La svolta a un passo? E’ quello che tutti speriamo. Senza voler disconoscere gli investimenti fatti dal proprietario Danilo Iervolino e con un pizzico di umana preoccupazione quando il subentrante non ha le medesime potenzialità economiche, ma riteniamo che una svolta sia assolutamente necessaria. Da tre anni a questa parte stiamo assistendo a situazioni spiacevoli che nulla hanno a che vedere con un’ambiziosa programmazione sportiva. Le due retrocessioni gridano vendetta, visto che avevamo atteso 25 anni il sogno serie A salvo poi ritrovarci a giocare i derby con Cavese e Casertana. E non c’è alibi sportivo o arbitrale che tenga quando si perdono partite in continuazione presentandosi ai nastri di partenza con gente come Velthuis, Wlodarczyk, Gentile, Tello, Ghiglione, Stojanovic, Ikwuemesi, Stewart, Pasalidis e Pellegrino che hanno contribuito a spingere la Bersagliera verso il baratro. Iervolino si è incartato da solo e oggi sta pagando le conseguenze di una miriade di promesse fatte e non mantenute. Si prospettava una Salernitana in Europa, stabilmente in serie A, in grado di competere con le big e con infrastrutture all’avanguardia, settore giovanile top, dirigenti di caratura internazionale e un dialogo costante con la piazza, col territorio e con la stampa.

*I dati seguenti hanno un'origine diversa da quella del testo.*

#[cfg(test)]
mod tests {
    use super::*;

    const EPS: f32 = 1e-5;

    fn assert_indices_valid(mesh: &Mesh) {
        assert_eq!(mesh.indices.len() % 3, 0);
        let count = mesh.vertex_count() as u32;
        for &idx in &mesh.indices {
            assert!(idx < count, "index {idx} out of range ({count} vertices)");
        }
    }

    /// Face normal from the winding must agree with the averaged vertex normals.
    fn assert_outward_winding(mesh: &Mesh) {
        for (t, [a, b, c]) in mesh.triangles().enumerate() {
            let face = (b.position - a.position).cross(&(c.position - a.position));
            let smooth = a.normal + b.normal + c.normal;
            assert!(
                face.dot(&smooth) > 0.0,
                "triangle {t} is wound inward (face {face:?}, normals {smooth:?})"
            );
        }
    }

    fn assert_no_nan(mesh: &Mesh) {
        assert!(mesh.vertex_buffer().iter().all(|c| c.is_finite()));
    }

    #[test]
    fn sphere_counts_follow_tessellation() {
        for &(sectors, stacks) in &[(3, 2), (4, 3), (36, 18), (64, 5)] {
            let mesh = generate_sphere(0.5, sectors, stacks).unwrap();
            assert_eq!(
                mesh.vertex_count(),
                ((stacks + 1) * (sectors + 1)) as usize
            );
            assert_eq!(mesh.triangle_count(), (2 * sectors * (stacks - 1)) as usize);
            assert_indices_valid(&mesh);
        }
    }

    #[test]
    fn sphere_normals_are_unit_length() {
        for &radius in &[0.01, 0.5, 1.0, 37.5] {
            let mesh = generate_sphere(radius, 36, 18).unwrap();
            for v in &mesh.vertices {
                assert!(
                    (v.normal.norm() - 1.0).abs() < EPS,
                    "normal {:?} for r={radius}",
                    v.normal
                );
                assert!((v.position.coords.norm() - radius).abs() < radius * EPS);
            }
        }
    }

    #[test]
    fn sphere_rows_start_at_north_pole_and_end_at_south_pole() {
        let mesh = generate_sphere(2.0, 8, 4).unwrap();
        let first = &mesh.vertices[0];
        let last = mesh.vertices.last().unwrap();
        assert!((first.position.z - 2.0).abs() < EPS);
        assert!((last.position.z + 2.0).abs() < EPS);
        assert_eq!(first.texcoord, Vector2::new(0.0, 0.0));
        assert_eq!(last.texcoord, Vector2::new(1.0, 1.0));
    }

    #[test]
    fn sphere_seam_columns_coincide() {
        let sectors = 12;
        let mesh = generate_sphere(1.0, sectors, 6).unwrap();
        let row = (sectors + 1) as usize;
        for i in 0..=6usize {
            let first = &mesh.vertices[i * row];
            let last = &mesh.vertices[i * row + sectors as usize];
            assert!((first.position - last.position).norm() < EPS);
            assert_eq!(first.texcoord.x, 0.0);
            assert_eq!(last.texcoord.x, 1.0);
        }
    }

    #[test]
    fn sphere_has_no_degenerate_pole_triangles() {
        let mesh = generate_sphere(1.0, 10, 5).unwrap();
        for [a, b, c] in mesh.triangles() {
            let area = (b.position - a.position)
                .cross(&(c.position - a.position))
                .norm();
            assert!(area > 1e-6);
        }
    }

    #[test]
    fn sphere_is_wound_outward() {
        let mesh = generate_sphere(0.5, 36, 18).unwrap();
        assert_outward_winding(&mesh);
        assert_no_nan(&mesh);
    }

    #[test]
    fn sphere_rejects_invalid_parameters() {
        for (radius, sectors, stacks, name) in [
            (0.0, 36, 18, "radius"),
            (-1.0, 36, 18, "radius"),
            (f32::NAN, 36, 18, "radius"),
            (1.0, 2, 18, "sector_count"),
            (1.0, 36, 1, "stack_count"),
        ] {
            match generate_sphere(radius, sectors, stacks) {
                Err(SceneError::InvalidParameter { name: got, .. }) => assert_eq!(got, name),
                other => panic!("expected InvalidParameter({name}), got {other:?}"),
            }
        }
    }

    #[test]
    fn default_cone_has_expected_counts() {
        let mesh = generate_cone(0.5, 1.0, 36).unwrap();
        assert_eq!(mesh.vertex_count(), 74);
        assert_eq!(mesh.triangle_count(), 72);
        assert_indices_valid(&mesh);
    }

    #[test]
    fn cone_base_normals_point_down() {
        let n = 36;
        let mesh = generate_cone(0.5, 1.0, n).unwrap();
        for v in &mesh.vertices[..=n as usize] {
            assert_eq!(v.normal, Vector3::new(0.0, -1.0, 0.0));
            assert_eq!(v.position.y, 0.0);
        }
        let center = &mesh.vertices[n as usize];
        assert_eq!(center.position, Point3::origin());
        assert_eq!(center.texcoord, Vector2::new(0.5, 0.5));
    }

    #[test]
    fn cone_side_normals_are_unit_and_tilted_up() {
        let n = 36usize;
        let mesh = generate_cone(0.5, 1.0, n as u32).unwrap();
        let side = &mesh.vertices[n + 1..2 * n + 1];
        for (i, v) in side.iter().enumerate() {
            assert!((v.normal.norm() - 1.0).abs() < EPS);
            assert!(v.normal.y > 0.0);
            // Same rim position as the base copy.
            assert_eq!(v.position, mesh.vertices[i].position);
            assert_eq!(v.texcoord, Vector2::new(i as f32 / n as f32, 0.0));
        }
    }

    #[test]
    fn cone_side_normals_keep_constant_tilt() {
        // x and z sweep a circle of the same radius as the y term, so after
        // normalisation the tilt is 45 degrees whatever the height.
        for &height in &[0.25, 1.0, 4.0] {
            let mesh = generate_cone(0.5, height, 8).unwrap();
            for v in &mesh.vertices[9..17] {
                assert!((v.normal.y - std::f32::consts::FRAC_1_SQRT_2).abs() < EPS);
            }
        }
    }

    #[test]
    fn cone_apex_uses_up_normal() {
        let mesh = generate_cone(0.5, 2.0, 12).unwrap();
        let apex = mesh.vertices.last().unwrap();
        assert_eq!(apex.position, Point3::new(0.0, 2.0, 0.0));
        assert_eq!(apex.normal, Vector3::y());
        assert_eq!(apex.texcoord, Vector2::new(0.5, 1.0));
    }

    #[test]
    fn cone_base_texcoords_stay_in_unit_square() {
        let mesh = generate_cone(3.0, 1.0, 24).unwrap();
        for v in &mesh.vertices[..24] {
            assert!((-EPS..=1.0 + EPS).contains(&v.texcoord.x));
            assert!((-EPS..=1.0 + EPS).contains(&v.texcoord.y));
        }
        assert!((mesh.vertices[0].texcoord - Vector2::new(1.0, 0.5)).norm() < EPS);
    }

    #[test]
    fn cone_is_wound_outward() {
        let mesh = generate_cone(0.5, 1.0, 36).unwrap();
        assert_outward_winding(&mesh);
        assert_no_nan(&mesh);
    }

    #[test]
    fn cone_rejects_invalid_parameters() {
        for (radius, height, sectors, name) in [
            (0.0, 1.0, 36, "radius"),
            (0.5, -1.0, 36, "height"),
            (0.5, f32::INFINITY, 36, "height"),
            (0.5, 1.0, 2, "sector_count"),
        ] {
            match generate_cone(radius, height, sectors) {
                Err(SceneError::InvalidParameter { name: got, .. }) => assert_eq!(got, name),
                other => panic!("expected InvalidParameter({name}), got {other:?}"),
            }
        }
    }

    #[test]
    fn cube_has_six_outward_faces() {
        let mesh = create_cube();
        assert_eq!(mesh.vertex_count(), 36);
        assert_eq!(mesh.triangle_count(), 12);
        assert_outward_winding(&mesh);
        for v in &mesh.vertices {
            assert!(v.position.coords.amax() <= 0.5 + EPS);
            assert!((v.normal.norm() - 1.0).abs() < EPS);
            // every vertex lies on the face its normal points at
            assert!((v.position.coords.dot(&v.normal) - 0.5).abs() < EPS);
        }
    }

    #[test]
    fn plane_faces_up_and_tiles_uvs() {
        let mesh = create_plane(5.0, 5.0).unwrap();
        assert_eq!(mesh.triangle_count(), 2);
        assert_outward_winding(&mesh);
        let max_u = mesh.vertices.iter().map(|v| v.texcoord.x).fold(0.0, f32::max);
        let max_v = mesh.vertices.iter().map(|v| v.texcoord.y).fold(0.0, f32::max);
        assert_eq!(max_u, 5.0);
        assert_eq!(max_v, 5.0);
    }
}
use crate::core::geometry::Vertex;
use nalgebra::Vector4;
use std::ops::{Add, Mul};

/// Per-vertex shader outputs that can be blended across a triangle.
///
/// Rows of a triangle are shaded on several threads, hence `Send + Sync`.
pub trait Interpolatable:
    Copy + Add<Output = Self> + Mul<f32, Output = Self> + Send + Sync
{
}

impl<T> Interpolatable for T where T: Copy + Add<Output = T> + Mul<f32, Output = T> + Send + Sync {}

/// Programmable stages of the pipeline.
pub trait Shader: Send + Sync {
    type Varying: Interpolatable;

    /// Returns the clip-space position and the varyings for one vertex.
    fn vertex(&self, vertex: &Vertex) -> (Vector4<f32>, Self::Varying);

    /// Returns straight (non-premultiplied) RGBA for one fragment.
    fn fragment(&self, varying: Self::Varying) -> Vector4<f32>;
}
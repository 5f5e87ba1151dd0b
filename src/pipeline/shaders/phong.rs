use crate::core::geometry::Vertex;
use crate::core::math::transform::TransformFactory;
use crate::core::pipeline::Shader;
use crate::scene::light::Light;
use crate::scene::material::PhongMaterial;
use nalgebra::{Matrix3, Matrix4, Point3, Vector2, Vector3, Vector4};
use std::ops::{Add, Mul};

/// Data interpolated across the triangle surface.
#[derive(Clone, Copy, Debug)]
pub struct PhongVarying {
    /// World-space normal (not re-normalised until the fragment stage).
    pub normal: Vector3<f32>,
    pub world_pos: Point3<f32>,
    pub uv: Vector2<f32>,
}

// Point3 has no Point3 + Point3, so go through the coordinates.
impl Add for PhongVarying {
    type Output = Self;

    fn add(self, other: Self) -> Self {
        Self {
            normal: self.normal + other.normal,
            world_pos: Point3::from(self.world_pos.coords + other.world_pos.coords),
            uv: self.uv + other.uv,
        }
    }
}

impl Mul<f32> for PhongVarying {
    type Output = Self;

    fn mul(self, scalar: f32) -> Self {
        Self {
            normal: self.normal * scalar,
            world_pos: Point3::from(self.world_pos.coords * scalar),
            uv: self.uv * scalar,
        }
    }
}

/// Per-fragment Phong lighting from a single point light.
pub struct PhongShader<'a> {
    pub model_matrix: Matrix4<f32>,
    mvp: Matrix4<f32>,
    normal_matrix: Matrix3<f32>,
    pub camera_pos: Point3<f32>,
    pub light: &'a Light,
    pub material: &'a PhongMaterial,
}

impl<'a> PhongShader<'a> {
    pub fn new(
        model: Matrix4<f32>,
        view: &Matrix4<f32>,
        projection: &Matrix4<f32>,
        camera_pos: Point3<f32>,
        light: &'a Light,
        material: &'a PhongMaterial,
    ) -> Self {
        Self {
            model_matrix: model,
            mvp: projection * view * model,
            normal_matrix: TransformFactory::normal_matrix(&model),
            camera_pos,
            light,
            material,
        }
    }

    fn base_color(&self, uv: &Vector2<f32>) -> Vector3<f32> {
        match &self.material.diffuse_texture {
            Some(texture) => texture.sample(uv.x, uv.y),
            None => self.material.diffuse_color,
        }
    }
}

impl Shader for PhongShader<'_> {
    type Varying = PhongVarying;

    fn vertex(&self, vertex: &Vertex) -> (Vector4<f32>, Self::Varying) {
        let position = vertex.position.to_homogeneous();
        let world = self.model_matrix * position;

        let varying = PhongVarying {
            normal: self.normal_matrix * vertex.normal,
            world_pos: Point3::new(world.x, world.y, world.z),
            uv: vertex.texcoord,
        };

        (self.mvp * position, varying)
    }

    fn fragment(&self, varying: Self::Varying) -> Vector4<f32> {
        let mat = self.material;
        let base = self.base_color(&varying.uv);
        let radiance = self.light.radiance();

        let normal = varying.normal.normalize();
        let light_dir = self.light.direction_from(&varying.world_pos);
        let view_dir = (self.camera_pos - varying.world_pos).normalize();

        let ambient = mat.ambient_color.component_mul(&base);

        let diff = normal.dot(&light_dir).max(0.0);
        let diffuse = base.component_mul(&radiance) * diff;

        let reflect_dir = normal * (2.0 * normal.dot(&light_dir)) - light_dir;
        let spec = view_dir.dot(&reflect_dir).max(0.0).powf(mat.shininess);
        let specular = mat.specular_color.component_mul(&self.light.specular_radiance()) * spec;

        let rgb = (ambient + diffuse + specular).map(|c| c.min(1.0));
        Vector4::new(rgb.x, rgb.y, rgb.z, mat.alpha)
    }
}
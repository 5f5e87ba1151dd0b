use crate::error::SceneError;
use serde::{Deserialize, Serialize};
use std::fs;
use std::path::Path;

#[derive(Debug, Clone, Default, PartialEq, Serialize, Deserialize)]
pub struct Config {
    #[serde(default)]
    pub render: RenderConfig,
    #[serde(default)]
    pub camera: CameraConfig,
    #[serde(default)]
    pub light: LightConfig,
    #[serde(default)]
    pub sphere: SphereConfig,
    #[serde(default)]
    pub cone: ConeConfig,
    #[serde(default)]
    pub stats: StatsConfig,
}

#[derive(Debug, Clone, PartialEq, Serialize, Deserialize)]
pub struct RenderConfig {
    #[serde(default = "default_width")]
    pub width: usize,
    #[serde(default = "default_height")]
    pub height: usize,
    /// Supersampling factor per axis (1 = off).
    #[serde(default = "default_samples")]
    pub samples: usize,
    #[serde(default = "default_output")]
    pub output: String,
    #[serde(default)]
    pub background: [f32; 3],
    #[serde(default = "default_true")]
    pub cull_back_faces: bool,
}

impl Default for RenderConfig {
    fn default() -> Self {
        Self {
            width: default_width(),
            height: default_height(),
            samples: default_samples(),
            output: default_output(),
            background: [0.0; 3],
            cull_back_faces: true,
        }
    }
}

fn default_width() -> usize {
    800
}
fn default_height() -> usize {
    600
}
fn default_samples() -> usize {
    1
}
fn default_output() -> String {
    "orbit_scene.png".to_string()
}
fn default_true() -> bool {
    true
}

#[derive(Debug, Clone, PartialEq, Serialize, Deserialize)]
pub struct CameraConfig {
    #[serde(default = "default_angle")]
    pub angle_x: f32,
    #[serde(default = "default_angle")]
    pub angle_y: f32,
    #[serde(default = "default_distance")]
    pub distance: f32,
    #[serde(default = "default_min_distance")]
    pub min_distance: f32,
    #[serde(default = "default_drag_sensitivity")]
    pub drag_sensitivity: f32,
    #[serde(default = "default_zoom_step")]
    pub zoom_step: f32,
    /// Vertical field of view in degrees.
    #[serde(default = "default_fov")]
    pub fov: f32,
    #[serde(default = "default_near")]
    pub near: f32,
    #[serde(default = "default_far")]
    pub far: f32,
}

impl Default for CameraConfig {
    fn default() -> Self {
        Self {
            angle_x: default_angle(),
            angle_y: default_angle(),
            distance: default_distance(),
            min_distance: default_min_distance(),
            drag_sensitivity: default_drag_sensitivity(),
            zoom_step: default_zoom_step(),
            fov: default_fov(),
            near: default_near(),
            far: default_far(),
        }
    }
}

fn default_angle() -> f32 {
    45.0
}
fn default_distance() -> f32 {
    5.0
}
fn default_min_distance() -> f32 {
    1.0
}
fn default_drag_sensitivity() -> f32 {
    0.1
}
fn default_zoom_step() -> f32 {
    0.1
}
fn default_fov() -> f32 {
    45.0
}
fn default_near() -> f32 {
    1.0
}
fn default_far() -> f32 {
    100.0
}

#[derive(Debug, Clone, PartialEq, Serialize, Deserialize)]
pub struct LightConfig {
    #[serde(default = "default_light_position")]
    pub position: [f32; 3],
    #[serde(default = "default_light_color")]
    pub color: [f32; 3],
    #[serde(default = "default_intensity")]
    pub intensity: f32,
    /// Keyboard increment for position and intensity.
    #[serde(default = "default_step")]
    pub step: f32,
}

impl Default for LightConfig {
    fn default() -> Self {
        Self {
            position: default_light_position(),
            color: default_light_color(),
            intensity: default_intensity(),
            step: default_step(),
        }
    }
}

fn default_light_position() -> [f32; 3] {
    [1.0, 1.0, 1.0]
}
fn default_light_color() -> [f32; 3] {
    [0.8, 0.8, 0.8]
}
fn default_intensity() -> f32 {
    1.0
}
fn default_step() -> f32 {
    0.1
}

#[derive(Debug, Clone, PartialEq, Serialize, Deserialize)]
pub struct SphereConfig {
    #[serde(default = "default_radius")]
    pub radius: f32,
    #[serde(default = "default_sectors")]
    pub sectors: u32,
    #[serde(default = "default_stacks")]
    pub stacks: u32,
}

impl Default for SphereConfig {
    fn default() -> Self {
        Self {
            radius: default_radius(),
            sectors: default_sectors(),
            stacks: default_stacks(),
        }
    }
}

#[derive(Debug, Clone, PartialEq, Serialize, Deserialize)]
pub struct ConeConfig {
    #[serde(default = "default_radius")]
    pub radius: f32,
    #[serde(default = "default_cone_height")]
    pub height: f32,
    #[serde(default = "default_sectors")]
    pub sectors: u32,
}

impl Default for ConeConfig {
    fn default() -> Self {
        Self {
            radius: default_radius(),
            height: default_cone_height(),
            sectors: default_sectors(),
        }
    }
}

fn default_radius() -> f32 {
    0.5
}
fn default_sectors() -> u32 {
    36
}
fn default_stacks() -> u32 {
    18
}
fn default_cone_height() -> f32 {
    1.0
}

#[derive(Debug, Clone, PartialEq, Serialize, Deserialize)]
pub struct StatsConfig {
    /// Averaging window of the FPS counter.
    #[serde(default = "default_fps_window")]
    pub fps_window_secs: f32,
}

impl Default for StatsConfig {
    fn default() -> Self {
        Self {
            fps_window_secs: default_fps_window(),
        }
    }
}

fn default_fps_window() -> f32 {
    1.0
}

impl Config {
    pub fn load<P: AsRef<Path>>(path: P) -> Result<Self, SceneError> {
        let path = path.as_ref();
        let content = fs::read_to_string(path)?;
        let config: Config = toml::from_str(&content)
            .map_err(|e| SceneError::Config(format!("{}: {e}", path.display())))?;
        config.validate()?;
        Ok(config)
    }

    /// Parses and validates a TOML document; missing keys take defaults.
    pub fn from_toml(content: &str) -> Result<Self, SceneError> {
        let config: Config =
            toml::from_str(content).map_err(|e| SceneError::Config(e.to_string()))?;
        config.validate()?;
        Ok(config)
    }

    pub fn to_toml(&self) -> Result<String, SceneError> {
        toml::to_string_pretty(self).map_err(|e| SceneError::Config(e.to_string()))
    }

    pub fn validate(&self) -> Result<(), SceneError> {
        self.ensure_all_finite()?;

        let r = &self.render;
        if r.width == 0 || r.height == 0 {
            return Err(SceneError::invalid(
                "render.width/height",
                format!("must be non-zero, got {}x{}", r.width, r.height),
            ));
        }
        if !(1..=4).contains(&r.samples) {
            return Err(SceneError::invalid(
                "render.samples",
                format!("must be in 1..=4, got {}", r.samples),
            ));
        }

        let c = &self.camera;
        if !(c.min_distance > 0.0) {
            return Err(SceneError::invalid(
                "camera.min_distance",
                format!("must be positive, got {}", c.min_distance),
            ));
        }
        if !(c.fov > 0.0 && c.fov < 180.0) {
            return Err(SceneError::invalid(
                "camera.fov",
                format!("must be in (0, 180) degrees, got {}", c.fov),
            ));
        }
        if !(c.near > 0.0 && c.far > c.near) {
            return Err(SceneError::invalid(
                "camera.near/far",
                format!("need 0 < near < far, got {} / {}", c.near, c.far),
            ));
        }

        if !(0.0..=1.0).contains(&self.light.intensity) {
            return Err(SceneError::invalid(
                "light.intensity",
                format!("must be in [0, 1], got {}", self.light.intensity),
            ));
        }

        if self.sphere.sectors < 3 || self.sphere.stacks < 2 {
            return Err(SceneError::invalid(
                "sphere.sectors/stacks",
                format!(
                    "need at least 3 sectors and 2 stacks, got {} / {}",
                    self.sphere.sectors, self.sphere.stacks
                ),
            ));
        }
        if self.cone.sectors < 3 {
            return Err(SceneError::invalid(
                "cone.sectors",
                format!("need at least 3, got {}", self.cone.sectors),
            ));
        }

        if !(self.stats.fps_window_secs > 0.0) {
            return Err(SceneError::invalid(
                "stats.fps_window_secs",
                format!("must be positive, got {}", self.stats.fps_window_secs),
            ));
        }
        Ok(())
    }

    /// TOML accepts `inf` and `nan`; none of the float settings may hold them.
    fn ensure_all_finite(&self) -> Result<(), SceneError> {
        let c = &self.camera;
        let l = &self.light;
        let checks: [(&'static str, &[f32]); 13] = [
            ("render.background", &self.render.background),
            ("camera.angle_x/angle_y", &[c.angle_x, c.angle_y]),
            ("camera.distance", &[c.distance]),
            ("camera.min_distance", &[c.min_distance]),
            ("camera.drag_sensitivity/zoom_step", &[c.drag_sensitivity, c.zoom_step]),
            ("camera.fov", &[c.fov]),
            ("camera.near/far", &[c.near, c.far]),
            ("light.position", &l.position),
            ("light.color", &l.color),
            ("light.intensity/step", &[l.intensity, l.step]),
            ("sphere.radius", &[self.sphere.radius]),
            ("cone.radius/height", &[self.cone.radius, self.cone.height]),
            ("stats.fps_window_secs", &[self.stats.fps_window_secs]),
        ];
        for (name, values) in checks {
            if let Some(bad) = values.iter().find(|v| !v.is_finite()) {
                return Err(SceneError::invalid(name, format!("must be finite, got {bad}")));
            }
        }
        Ok(())
    }
}

#[cfg(test)]
mod tests {
    use super::*;

    #[test]
    fn empty_document_yields_defaults() {
        let config = Config::from_toml("").unwrap();
        assert_eq!(config, Config::default());
        assert_eq!(config.render.width, 800);
        assert_eq!(config.camera.near, 1.0);
        assert_eq!(config.light.color, [0.8, 0.8, 0.8]);
        assert_eq!(config.sphere.stacks, 18);
        assert_eq!(config.stats.fps_window_secs, 1.0);
    }

    #[test]
    fn partial_sections_keep_other_defaults() {
        let config = Config::from_toml(
            r#"
            [render]
            width = 320
            samples = 2

            [light]
            intensity = 0.5
            "#,
        )
        .unwrap();
        assert_eq!(config.render.width, 320);
        assert_eq!(config.render.height, 600);
        assert_eq!(config.render.samples, 2);
        assert_eq!(config.light.intensity, 0.5);
        assert_eq!(config.light.position, [1.0, 1.0, 1.0]);
    }

    #[test]
    fn defaults_survive_serialization() {
        let text = Config::default().to_toml().unwrap();
        assert_eq!(Config::from_toml(&text).unwrap(), Config::default());
    }

    #[test]
    fn bad_tessellation_is_rejected() {
        let err = Config::from_toml("[sphere]\nsectors = 2\n").unwrap_err();
        assert!(matches!(
            err,
            SceneError::InvalidParameter {
                name: "sphere.sectors/stacks",
                ..
            }
        ));
        assert!(Config::from_toml("[cone]\nsectors = 1\n").is_err());
    }

    #[test]
    fn bad_camera_values_are_rejected() {
        assert!(Config::from_toml("[camera]\nnear = 10.0\nfar = 5.0\n").is_err());
        assert!(Config::from_toml("[camera]\nmin_distance = 0.0\n").is_err());
        assert!(Config::from_toml("[light]\nintensity = 1.5\n").is_err());
    }

    #[test]
    fn malformed_toml_is_a_config_error() {
        let err = Config::from_toml("[render\nwidth = ").unwrap_err();
        assert!(matches!(err, SceneError::Config(_)));
    }

    #[test]
    fn non_finite_values_are_rejected() {
        for doc in [
            "[stats]\nfps_window_secs = inf\n",
            "[camera]\nfar = inf\n",
            "[camera]\nnear = nan\n",
            "[camera]\ndistance = inf\n",
            "[camera]\nangle_y = -inf\n",
            "[light]\nposition = [1.0, nan, 1.0]\n",
        ] {
            let err = Config::from_toml(doc).unwrap_err();
            assert!(
                matches!(err, SceneError::InvalidParameter { .. }),
                "{doc:?} gave {err}"
            );
        }
    }

    #[test]
    fn load_reports_bad_tessellation_as_invalid_parameter() {
        let path = std::env::temp_dir().join(format!("orbit_scene_bad_tess_{}.toml", std::process::id()));
        fs::write(&path, "[sphere]\nsectors = 2\n").unwrap();
        let result = Config::load(&path);
        fs::remove_file(&path).ok();
        assert!(matches!(
            result,
            Err(SceneError::InvalidParameter {
                name: "sphere.sectors/stacks",
                ..
            })
        ));
    }

    #[test]
    fn load_reports_syntax_errors_with_the_path() {
        let path = std::env::temp_dir().join(format!("orbit_scene_bad_syntax_{}.toml", std::process::id()));
        fs::write(&path, "[render\n").unwrap();
        let result = Config::load(&path);
        fs::remove_file(&path).ok();
        match result {
            Err(SceneError::Config(msg)) => assert!(msg.contains("orbit_scene_bad_syntax")),
            other => panic!("expected a config error, got {other:?}"),
        }
    }

    #[test]
    fn missing_file_is_an_io_error() {
        let err = Config::load("/definitely/not/here.toml").unwrap_err();
        assert!(matches!(err, SceneError::Io(_)));
    }
}
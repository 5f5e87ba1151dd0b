use crate::scene::texture::Texture;
use nalgebra::Vector3;
use std::sync::Arc;

/// Parameters for the Phong lighting model.
#[derive(Debug, Clone)]
pub struct PhongMaterial {
    pub diffuse_color: Vector3<f32>,
    pub specular_color: Vector3<f32>,
    pub ambient_color: Vector3<f32>,
    pub shininess: f32,
    /// Opacity used for blending; 1.0 is opaque.
    pub alpha: f32,
    /// Replaces `diffuse_color` when present.
    pub diffuse_texture: Option<Arc<Texture>>,
}

impl Default for PhongMaterial {
    fn default() -> Self {
        Self {
            diffuse_color: Vector3::new(1.0, 1.0, 1.0),
            specular_color: Vector3::new(0.5, 0.5, 0.5),
            ambient_color: Vector3::new(0.3, 0.3, 0.3),
            shininess: 32.0,
            alpha: 1.0,
            diffuse_texture: None,
        }
    }
}

impl PhongMaterial {
    pub fn is_opaque(&self) -> bool {
        self.alpha >= 1.0
    }
}
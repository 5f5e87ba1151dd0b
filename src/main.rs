use clap::Parser;
use log::{error, info};
use orbit_scene::app::{run_cli, run_gui};
use orbit_scene::error::SceneError;
use orbit_scene::io::config::Config;

#[derive(Parser, Debug)]
#[command(name = "orbit-scene")]
#[command(about = "Software-rendered Phong scene with an orbit camera")]
struct Cli {
    /// Scene configuration (TOML)
    #[arg(short, long, value_name = "FILE")]
    config: Option<String>,

    /// Render one frame to a PNG instead of opening a window
    #[arg(long)]
    headless: bool,

    /// Output path for headless mode, overrides `render.output`
    #[arg(short, long, value_name = "FILE")]
    output: Option<String>,
}

fn main() -> Result<(), SceneError> {
    env_logger::Builder::from_default_env()
        .filter_level(log::LevelFilter::Info)
        .filter_module("eframe", log::LevelFilter::Warn)
        .filter_module("egui_glow", log::LevelFilter::Warn)
        .filter_module("egui_winit", log::LevelFilter::Warn)
        .filter_module("winit", log::LevelFilter::Warn)
        .format_timestamp(None)
        .init();

    let cli = Cli::parse();

    let mut config = match &cli.config {
        Some(path) => {
            info!("Loading config from '{}'", path);
            Config::load(path).inspect_err(|e| error!("{e}"))?
        }
        None => {
            info!("No config given, using defaults");
            Config::default()
        }
    };
    if let Some(output) = cli.output {
        config.render.output = output;
    }

    if cli.headless {
        run_cli(config)
    } else {
        run_gui(config)
    }
}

Nulla di tutto questo e ha ragione l’ex presidente Aliberti quando dice che Iervolino lascerà le macerie al suo eventuale successore. Perché questa Salernitana, tutt’altro che competitiva anche in terza serie, non ha niente: niente campi di allenamento, niente parco giocatori di spessore, un direttore sportivo che ha l’esonero scritto dietro la schiena da tempo, un allenatore licenziato a busta paga e un altro a fine carriera che certamente a giugno non proseguirà la sua avventura all’ombra dell’Arechi, una querelle continua con la politica locale, una tifoseria che progressivamente si è allontanata dagli spalti, tanti problemi nella comunicazione e un gruppo di calciatori composto da chi mette il muso o storce il naso se non viene gettato nella mischia. Insomma, un disastro sportivo senza precedenti. Aggiungiamo una riflessione. Sarà pur vero che Iervolino è il patron che ha investito il maggior numero di risorse economiche nella nostra storia. Ed è sotto gli occhi di tutti che i personaggi che lo hanno affiancato in questi quattro anni e mezzo gli abbiano fatto perdere entusiasmo dopo i buoni propositi iniziali. Milan, oggi presidente, si è defilato dopo aver prospettato programmi triennali e sessioni di mercato da capogiro. Sabatini, tanto osannato dalla piazza, ha appesantito le casse societarie con una serie di operazioni clamorosamente sbagliate e con Liverani per Inzaghi ciliegina sulla torta. De Sanctis ha investito 5 milioni per Bradaric, altrettanti per Sambia, Daniliuc e Bronn, lasciando partire Dragusin, Ranieri e Ruggeri che potevano costituire plusvalenze “alla Ederson” e presentandosi al secondo anno di A con Ikwuemesi-Stewart coppia d’attacco, Legowski in cabina di regia e Pirola (altri 8 milioni di euro) a guidare la difesa.
E chi vi scrive non ha mai avuto grossa fiducia né in Petrachi, né in Valentini .E se poi anche Breda, capitano di mille battaglie, perde la bussola e colleziona sconfitte c’è davvero poco da fare. Ma, fatta questa doverosa premessa, ricordiamoci sempre che nessuno ha incassato quanto la Salernitana, tra cessioni, paracadute, botteghino, premi di valorizzazione, diritti tv e marketing. E nessun imprenditore avrà la fortuna di Iervolino di prendere la Salernitana in A per appena 10 milioni, con introiti che spettavano a chi ci aveva riportato a San Siro e una rosa fatta di campioni che ci hanno salvato più dell’Instant Team di Sabatini. Non è un caso che molti tifosi di vecchia data, come il sottoscritto, siano pronti a tornare al fianco dei granata non appena si materializzerà il passaggio societario. Non è un caso che senza Lotito, Mezzaroma e Fabiani abbiamo rivisto quei campi sterrati che speravamo di aver messo nel dimenticatoio. Non è un caso che a difendere l’attuale proprietario siano rimasti in pochissimi e che, ancora una volta, potremmo dire di aver avuto ragione. Si ricordassero, costoro, che chi fa suonare un campanello d’allarme in largo anticipo a costo di risultare impopolare ama la Salernitana più di chi si mette le proverbiali fette di prosciutto davanti agli occhi dipingendo realtà inesistenti.